Avant d'aller plus loin, voici quatre réalités que je vous invite à garder en tête pour la lecture de cet article :

  1. Les conflits sont inévitables : "l'erreur est humaine", "personne n'est parfait", choisissez l'expression qui vous convient le mieux pour illustrer le propos.
  2. Les conflits sont de bons signes : celui que les collaborateurs en "ont quelque chose à faire".
  3. Les conflits sont la preuve de l'interaction entre les équipiers / services : le mouvement crée de la friction, pas l'inaction.
  4. Les conflits ne sont pas le problème : c'est plutôt votre organisation (celle dont vous êtes responsable ou non d'ailleurs), l'attitude de vos subordonnés, ou la vôtre.

Maintenant que nous parlons le même langage entrons dans le vif du sujet.

La littérature académique ne prévoit pas vraiment d'archétypes de conflits, aussi, je me suis permis de créer ma propre nomenclature.

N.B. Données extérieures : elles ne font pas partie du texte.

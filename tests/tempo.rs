//! Tests for the tempo tracker

use ardcore_kit::tempo::TempoTracker;

#[test]
fn steady_pulses_give_their_interval() {
    let mut tempo = TempoTracker::new(0);
    tempo.update(500, true);
    tempo.update(1000, true);
    let reported = tempo.update(1500, true);

    assert_eq!(reported, 500);
    assert_eq!(tempo.tempo(), 500);
}

#[test]
fn update_without_a_pulse_changes_nothing() {
    let mut tempo = TempoTracker::new(0);
    tempo.update(250, true);
    assert_eq!(tempo.update(900, false), 250);
    assert_eq!(tempo.tempo(), 250);
}

#[test]
fn average_converges_on_a_constant_interval() {
    let mut tempo = TempoTracker::new(0);
    let mut now = 0;
    for _ in 0..60 {
        now += 250;
        tempo.update(now, true);
    }
    assert_eq!(tempo.tempo(), 250);
}

#[test]
fn average_smooths_jitter() {
    // alternate 90ms and 110ms slices; the mean settles on 100
    let mut tempo = TempoTracker::new(0);
    let mut now = 0;
    for i in 0..100 {
        now += if i % 2 == 0 { 90 } else { 110 };
        tempo.update(now, true);
    }
    // floor of the float mean may land one below the exact value
    assert!((99..=100).contains(&tempo.tempo()));
}

#[test]
fn divisions_follow_integer_truncation() {
    let mut tempo = TempoTracker::new(0);
    let mut now = 0;
    for _ in 0..8 {
        now += 480;
        tempo.update(now, true);
    }

    assert_eq!(tempo.division(1), 480);
    assert_eq!(tempo.division(2), 240);
    assert_eq!(tempo.division(3), 160);
    assert_eq!(tempo.division(2), tempo.division(1) / 2);
}

#[test]
fn division_truncates_the_float_average() {
    // slices 3 and 4 give a 3.5ms average
    let mut tempo = TempoTracker::new(0);
    tempo.update(3, true);
    tempo.update(7, true);

    assert_eq!(tempo.tempo(), 3);
    assert_eq!(tempo.division(1), 3);
    assert_eq!(tempo.division(2), 1);
}

#[test]
fn tracks_across_a_clock_wrap() {
    let start = u32::MAX - 100;
    let mut tempo = TempoTracker::new(start);
    tempo.update(start.wrapping_add(250), true);
    assert_eq!(tempo.tempo(), 250);
}
//! Mapping of raw analog control readings.
//!
//! The six control inputs read as 10-bit values (0..=1023) whether they come
//! from a panel pot or a patched control voltage. These helpers are pure
//! functions over the raw reading, so the host owns the actual ADC access.

use crate::CTL_MAX;

/// Treat a control as a switch: high at or above half scale.
#[inline]
pub fn high_low(raw: u16) -> bool {
    raw >= CTL_MAX / 2
}

/// Map a control onto the inclusive index range `0..=max_index`.
///
/// The mapping is linear over the inclusive range; a full-scale reading is
/// clamped onto `max_index` itself.
#[inline]
pub fn index(raw: u16, max_index: u16) -> u16 {
    index_between(raw, 0, max_index)
}

/// Map a control onto the inclusive index range `min_index..=max_index`.
#[inline]
pub fn index_between(raw: u16, min_index: u16, max_index: u16) -> u16 {
    let mapped = map_range(
        i32::from(raw),
        0,
        i32::from(CTL_MAX),
        i32::from(min_index),
        i32::from(max_index) + 1,
    );
    (mapped as u16).min(max_index)
}

/// Integer linear map of `x` from `in_min..in_max` onto `out_min..out_max`.
#[inline]
pub fn map_range(x: i32, in_min: i32, in_max: i32, out_min: i32, out_max: i32) -> i32 {
    (x - in_min) * (out_max - out_min) / (in_max - in_min) + out_min
}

Pour chacun d'entre eux, je vous propose une situation potentielle et le mécanisme comportemental que je préconise pour le manager :

1. Le conflit de valorisation

  • Situation réelle : deux équipiers collaborent sur un projet. Le premier insiste sur l'importance de respecter strictement le calendrier, tandis que l'autre préfère se concentrer sur la qualité, quitte à prendre plus de temps. Leur conflit principal et régulier se situe donc sur la manière d'harmoniser le "sous-résultat" attendu et, in fine, d'organiser le travail en fonction de la valeur donnée à chaque sous-résultat. Pour le premier le sous-résultat valorisé étant le respect des délais alors que pour le second le sous-résultat valorisé se concentre sur le niveau de qualité délivré.
  • Mécanisme comportemental : approchez chaque demande aux équipes comme un mini projet.
    D'une manière générale, chaque mission donnée aux équipes devrait s'organiser autour d'une mécanique de projet et son triangle de réussite : coût, qualité, délais, allégée de la notion de coût. L'idée est donc ici que le manager soit parfaitement clair sur ce qui est attendu et ce qui revêt une valeur réelle à ses yeux. La notion de "qualité" est particulièrement importante car elle est un concept donnant lieu à de très nombreuses interprétations personnelles. Le "cahier des charges", outil central en gestion de projet, serait ici le meilleur outil mais je me doute bien qu'il est impossible d'en rédiger à chaque sollicitation de l'équipe. Organisez une réunion pour insister sur ce qui est attendu, sans oublier de laisser un temps d'échange et questions / réponses pour permettre à vos subordonnés d'intégrer (au sens propre du terme) ce que vous attendez d'eux.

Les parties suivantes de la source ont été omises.